> Records for the exercise:
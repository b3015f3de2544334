//! Fetch subcommand - scrape Utah facilities and their checklists

use std::path::PathBuf;
use std::time::Duration;

use anyhow::{Context, Result};
use carecheck_core::{HttpFetcher, SharedProgress};
use carecheck_utah::{Id, load_facility_ids};
use clap::Args;

use super::{build_extractor, print_summary};
use crate::config::Config;

#[derive(Args, Debug)]
pub struct FetchArgs {
    /// Facility IDs (comma-separated)
    #[arg(long, value_delimiter = ',', conflicts_with = "ids_file")]
    pub ids: Vec<Id>,

    /// File with facility IDs (comma or whitespace separated, # comments)
    #[arg(long)]
    pub ids_file: Option<PathBuf>,

    /// Output directory
    #[arg(short, long)]
    pub output: Option<PathBuf>,

    /// Maximum number of facilities to process
    #[arg(short = 'l', long)]
    pub limit: Option<usize>,

    /// Skip OCR; checklists without a usable text layer are tagged all_failed
    #[arg(long)]
    pub no_ocr: bool,

    /// Directory with text-detection.rten and text-recognition.rten
    #[arg(long)]
    pub models: Option<PathBuf>,
}

/// Global flags that override the `[http]` section
#[derive(Debug, Clone, Copy, Default)]
pub struct HttpOverrides {
    pub timeout: Option<u64>,
    pub max_attempts: Option<u32>,
}

/// Facility IDs: `--ids`, then `--ids-file`, then the config file.
fn resolve_ids(args: &FetchArgs, config: &Config) -> Result<Vec<Id>> {
    let mut ids = if !args.ids.is_empty() {
        args.ids.clone()
    } else if let Some(path) = args.ids_file.as_ref().or(config.utah.ids_file.as_ref()) {
        load_facility_ids(path)?
    } else {
        config.utah.ids.clone()
    };
    if let Some(limit) = args.limit {
        ids.truncate(limit);
    }
    Ok(ids)
}

fn pipeline_config(
    args: &FetchArgs,
    config: &Config,
    overrides: HttpOverrides,
) -> Result<carecheck_utah::Config> {
    let output_dir = args
        .output
        .clone()
        .unwrap_or_else(|| config.output.dir.clone());

    Ok(carecheck_utah::Config {
        facility_ids: resolve_ids(args, config)?,
        facility_url: config.utah.facility_url.clone(),
        checklist_url: config.utah.checklist_url.clone(),
        output_file: config.json_path(&output_dir),
        checklist_dir: config.checklist_path(&output_dir),
        max_inspections: config.utah.max_inspections,
        max_checklists: config.utah.max_checklists,
        request_delay: Duration::from_millis(config.utah.request_delay_ms),
        retry: config.http.retry_policy(overrides.max_attempts),
    })
}

pub fn run(
    args: FetchArgs,
    config: &Config,
    overrides: HttpOverrides,
    progress: &SharedProgress,
) -> Result<()> {
    let ut_config = pipeline_config(&args, config, overrides)?;
    let extractor = build_extractor(config, args.no_ocr, args.models.clone())?;

    let fetcher = HttpFetcher::new(&config.http.http_config(overrides.timeout))
        .context("Failed to build HTTP client")?;

    log::info!(
        "Fetching {} Utah facilities -> {}",
        ut_config.facility_ids.len(),
        ut_config.output_file.display()
    );
    let summary = carecheck_utah::run(&ut_config, &fetcher, &extractor, progress)?;

    let mut rows = vec![
        (
            "Started",
            summary.started_at.format("%Y-%m-%d %H:%M:%S").to_string(),
        ),
        (
            "Facilities",
            format!(
                "{}/{} written ({} skipped)",
                summary.facilities_written,
                summary.facilities_requested,
                summary.facilities_skipped
            ),
        ),
        (
            "Checklists",
            format!(
                "{} downloaded ({} failed)",
                summary.checklists_downloaded, summary.checklists_failed
            ),
        ),
    ];
    for (method, count) in &summary.methods {
        rows.push(("  method", format!("{method}: {count}")));
    }
    rows.push(("Output", ut_config.output_file.display().to_string()));
    rows.push(("Time", format!("{:.1}s", summary.elapsed.as_secs_f64())));
    print_summary("Utah", &rows);

    Ok(())
}
//! Error types shared by the pipelines

use std::path::PathBuf;

/// How a failed request should be treated by the retry policy.
#[derive(Debug, Clone, Copy, PartialEq, Eq)]
pub enum FailureKind {
    /// The server stopped sending data in time.
    Timeout,
    /// Anything else: connection errors, non-success status codes, body errors.
    Other,
}

/// Transient transport error from a single HTTP request.
///
/// Never fatal on its own: the retry loop downgrades exhaustion to an absent result.
#[derive(Debug)]
pub enum FetchError {
    /// Read timeout while waiting for the response
    Timeout { message: String },
    /// Server answered with a non-success status
    Status { status: u16, message: String },
    /// Connection, TLS or body transfer failure
    Transport { message: String },
}

impl std::fmt::Display for FetchError {
    fn fmt(&self, f: &mut std::fmt::Formatter<'_>) -> std::fmt::Result {
        match self {
            Self::Timeout { message } => write!(f, "timeout: {message}"),
            Self::Status { status, message } => write!(f, "HTTP {status}: {message}"),
            Self::Transport { message } => write!(f, "HTTP error: {message}"),
        }
    }
}

impl std::error::Error for FetchError {}

impl FetchError {
    /// Classify a reqwest error.
    ///
    /// Connect timeouts count as ordinary transport failures; only a stalled
    /// response is a [`FailureKind::Timeout`].
    pub fn from_reqwest(e: &reqwest::Error) -> Self {
        let message = e.to_string();
        if e.is_timeout() && !e.is_connect() {
            Self::Timeout { message }
        } else if let Some(status) = e.status() {
            Self::Status {
                status: status.as_u16(),
                message,
            }
        } else {
            Self::Transport { message }
        }
    }

    pub fn kind(&self) -> FailureKind {
        match self {
            Self::Timeout { .. } => FailureKind::Timeout,
            Self::Status { .. } | Self::Transport { .. } => FailureKind::Other,
        }
    }

    pub fn status(&self) -> Option<u16> {
        match self {
            Self::Status { status, .. } => Some(*status),
            _ => None,
        }
    }
}

/// Startup configuration problem. Fatal: reported before any network activity.
#[derive(Debug)]
pub enum ConfigError {
    /// No facility IDs configured
    NoFacilityIds,
    /// A required local file or directory does not exist
    MissingPath { what: &'static str, path: PathBuf },
    /// OCR is on but no model directory was given and none can be derived
    NoModelDir,
    /// A facility ID list entry could not be parsed
    InvalidId {
        path: PathBuf,
        line: usize,
        value: String,
    },
    /// A URL template lacks the `{id}` placeholder
    UrlTemplate { name: &'static str, template: String },
    /// Output location cannot be created
    OutputDir {
        path: PathBuf,
        source: std::io::Error,
    },
}

impl std::fmt::Display for ConfigError {
    fn fmt(&self, f: &mut std::fmt::Formatter<'_>) -> std::fmt::Result {
        match self {
            Self::NoFacilityIds => write!(f, "no facility IDs configured"),
            Self::MissingPath { what, path } => {
                write!(f, "{what} not found: {}", path.display())
            }
            Self::NoModelDir => write!(
                f,
                "no OCR model directory; set --models, [ocr] model_dir or CARECHECK_OCR_MODELS"
            ),
            Self::InvalidId { path, line, value } => write!(
                f,
                "{}:{line}: invalid facility ID {value:?}",
                path.display()
            ),
            Self::UrlTemplate { name, template } => {
                write!(f, "{name} must contain {{id}}: {template}")
            }
            Self::OutputDir { path, source } => {
                write!(f, "cannot create {}: {source}", path.display())
            }
        }
    }
}

impl std::error::Error for ConfigError {
    fn source(&self) -> Option<&(dyn std::error::Error + 'static)> {
        match self {
            Self::OutputDir { source, .. } => Some(source),
            _ => None,
        }
    }
}
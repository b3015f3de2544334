//! Per-facility work: inspections, findings and checklists

use std::collections::BTreeMap;

use carecheck_core::{Fetch, download_with_retry};
use carecheck_extract::Extractor;
use indicatif::ProgressBar;

use crate::api::{FacilityResponse, Inspection};
use crate::config::Config;
use crate::model::{ChecklistResult, FacilityRecord, Id, InspectionRecord};
use crate::writer::save_checklist_pdf;

/// Checklist counters accumulated across facilities
#[derive(Debug, Default, Clone, PartialEq, Eq)]
pub struct ChecklistStats {
    pub downloaded: usize,
    pub failed: usize,
    /// Results per extraction method tag
    pub methods: BTreeMap<String, usize>,
}

/// Shared handles for one run
pub struct Worker<'a> {
    pub config: &'a Config,
    pub fetch: &'a dyn Fetch,
    pub extractor: &'a Extractor,
}

impl Worker<'_> {
    /// Build the output record for one facility, downloading and extracting
    /// each of its checklists.
    pub fn process_facility(
        &self,
        facility_id: &Id,
        facility: FacilityResponse,
        stats: &mut ChecklistStats,
        pb: &ProgressBar,
    ) -> FacilityRecord {
        let inspections = facility
            .inspections
            .into_iter()
            .take(self.config.max_inspections)
            .map(|inspection| self.process_inspection(facility_id, inspection, stats, pb))
            .collect();

        FacilityRecord {
            facility_id: facility_id.clone(),
            name: facility.name,
            address: facility.address.formatted(),
            regulation_date: facility.initial_regulation_date,
            expiration_date: facility.expiration_date,
            conditional: facility.conditional,
            inspections,
        }
    }

    fn process_inspection(
        &self,
        facility_id: &Id,
        inspection: Inspection,
        stats: &mut ChecklistStats,
        pb: &ProgressBar,
    ) -> InspectionRecord {
        let total = inspection.checklist_ids.len();
        if total > self.config.max_checklists {
            log::warn!(
                "Facility {facility_id}, inspection {}: {total} checklists, keeping first {}",
                inspection.inspection_date,
                self.config.max_checklists
            );
        } else {
            log::debug!(
                "Facility {facility_id}, inspection {}: {total} checklists",
                inspection.inspection_date
            );
        }

        let mut checklists = Vec::new();
        for checklist_id in inspection
            .checklist_ids
            .iter()
            .take(self.config.max_checklists)
        {
            pb.set_message(format!("{facility_id} / checklist {checklist_id}"));
            match self.process_checklist(facility_id, checklist_id) {
                Some(result) => {
                    stats.downloaded += 1;
                    *stats
                        .methods
                        .entry(result.extraction.extraction_method.to_string())
                        .or_default() += 1;
                    checklists.push(result);
                }
                None => stats.failed += 1,
            }
        }

        InspectionRecord {
            inspection_date: inspection.inspection_date,
            inspection_types: inspection.inspection_types,
            findings: inspection.findings.into_iter().map(Into::into).collect(),
            checklists,
        }
    }

    /// Download, extract and save one checklist. `None` if it could not be
    /// downloaded or saved.
    pub fn process_checklist(&self, facility_id: &Id, checklist_id: &Id) -> Option<ChecklistResult> {
        let url = self.config.checklist_url_for(checklist_id);
        let Some(pdf) = download_with_retry(self.fetch, &url, &self.config.retry) else {
            log::warn!("Checklist {checklist_id}: failed to download after retries");
            return None;
        };

        let extraction = self.extractor.extract(&pdf);

        let path = match save_checklist_pdf(&self.config.checklist_dir, facility_id, checklist_id, &pdf)
        {
            Ok(path) => path,
            Err(e) => {
                log::error!("Checklist {checklist_id}: failed to save PDF: {e}");
                return None;
            }
        };

        log::info!(
            "Checklist {checklist_id}: census={} method={}",
            extraction
                .fields
                .census
                .map_or_else(|| "-".to_string(), |c| c.to_string()),
            extraction.extraction_method
        );

        Some(ChecklistResult {
            checklist_id: checklist_id.clone(),
            extraction,
            pdf_file: path.display().to_string(),
        })
    }
}
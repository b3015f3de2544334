//! Main runner for the Utah pipeline

use std::collections::BTreeMap;
use std::time::{Duration, Instant};

use anyhow::{Context, Result};
use carecheck_core::{Fetch, ProgressContext};
use carecheck_extract::Extractor;
use chrono::{DateTime, Local};

use crate::config::Config;
use crate::fetcher::fetch_facility;
use crate::worker::{ChecklistStats, Worker};
use crate::writer::{cleanup_tmp_files, write_facilities};

/// Pipeline execution summary
#[derive(Debug, Clone)]
pub struct Summary {
    pub started_at: DateTime<Local>,
    pub facilities_requested: usize,
    pub facilities_written: usize,
    pub facilities_skipped: usize,
    pub checklists_downloaded: usize,
    pub checklists_failed: usize,
    /// Checklist results per extraction method tag
    pub methods: BTreeMap<String, usize>,
    pub elapsed: Duration,
}

/// Run the Utah pipeline: fetch every configured facility in order, process
/// its checklists, then write the aggregated JSON.
///
/// Configuration problems are returned before any request is made. Per-facility
/// and per-checklist failures are logged and skipped.
pub fn run(
    config: &Config,
    fetch: &dyn Fetch,
    extractor: &Extractor,
    progress: &ProgressContext,
) -> Result<Summary> {
    let start = Instant::now();
    let started_at = Local::now();

    config.validate().context("Invalid configuration")?;
    cleanup_tmp_files(&config.checklist_dir)
        .with_context(|| format!("Failed to clean up {}", config.checklist_dir.display()))?;

    let total = config.facility_ids.len();
    log::info!(
        "Starting Utah export ({total} facilities, OCR {})",
        if extractor.has_ocr() { "enabled" } else { "disabled" }
    );

    let worker = Worker {
        config,
        fetch,
        extractor,
    };
    let pb = progress.counter("facilities", total as u64);
    let mut stats = ChecklistStats::default();
    let mut facilities = Vec::with_capacity(total);

    for (idx, facility_id) in config.facility_ids.iter().enumerate() {
        if idx > 0 && !config.request_delay.is_zero() {
            std::thread::sleep(config.request_delay);
        }
        pb.set_message(facility_id.to_string());

        if let Some(facility) = fetch_facility(fetch, config, facility_id) {
            facilities.push(worker.process_facility(facility_id, facility, &mut stats, &pb));
        }
        pb.inc(1);
    }
    pb.finish_and_clear();

    write_facilities(&config.output_file, &facilities)?;

    let summary = Summary {
        started_at,
        facilities_requested: total,
        facilities_written: facilities.len(),
        facilities_skipped: total - facilities.len(),
        checklists_downloaded: stats.downloaded,
        checklists_failed: stats.failed,
        methods: stats.methods,
        elapsed: start.elapsed(),
    };

    log::info!("=== Utah Pipeline Summary ===");
    log::info!(
        "Facilities: {}/{} written ({} skipped)",
        summary.facilities_written,
        summary.facilities_requested,
        summary.facilities_skipped
    );
    log::info!(
        "Checklists: {} downloaded ({} failed)",
        summary.checklists_downloaded,
        summary.checklists_failed
    );
    for (method, count) in &summary.methods {
        log::info!("  {method}: {count}");
    }
    log::info!("Time: {:.1}s", summary.elapsed.as_secs_f64());

    Ok(summary)
}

> Directions: The lines above that hold the string "body" are to be located and copied.

> Answer:
    /// Anything else: connection errors, non-success status codes, body errors.
    /// Connection, TLS or body transfer failure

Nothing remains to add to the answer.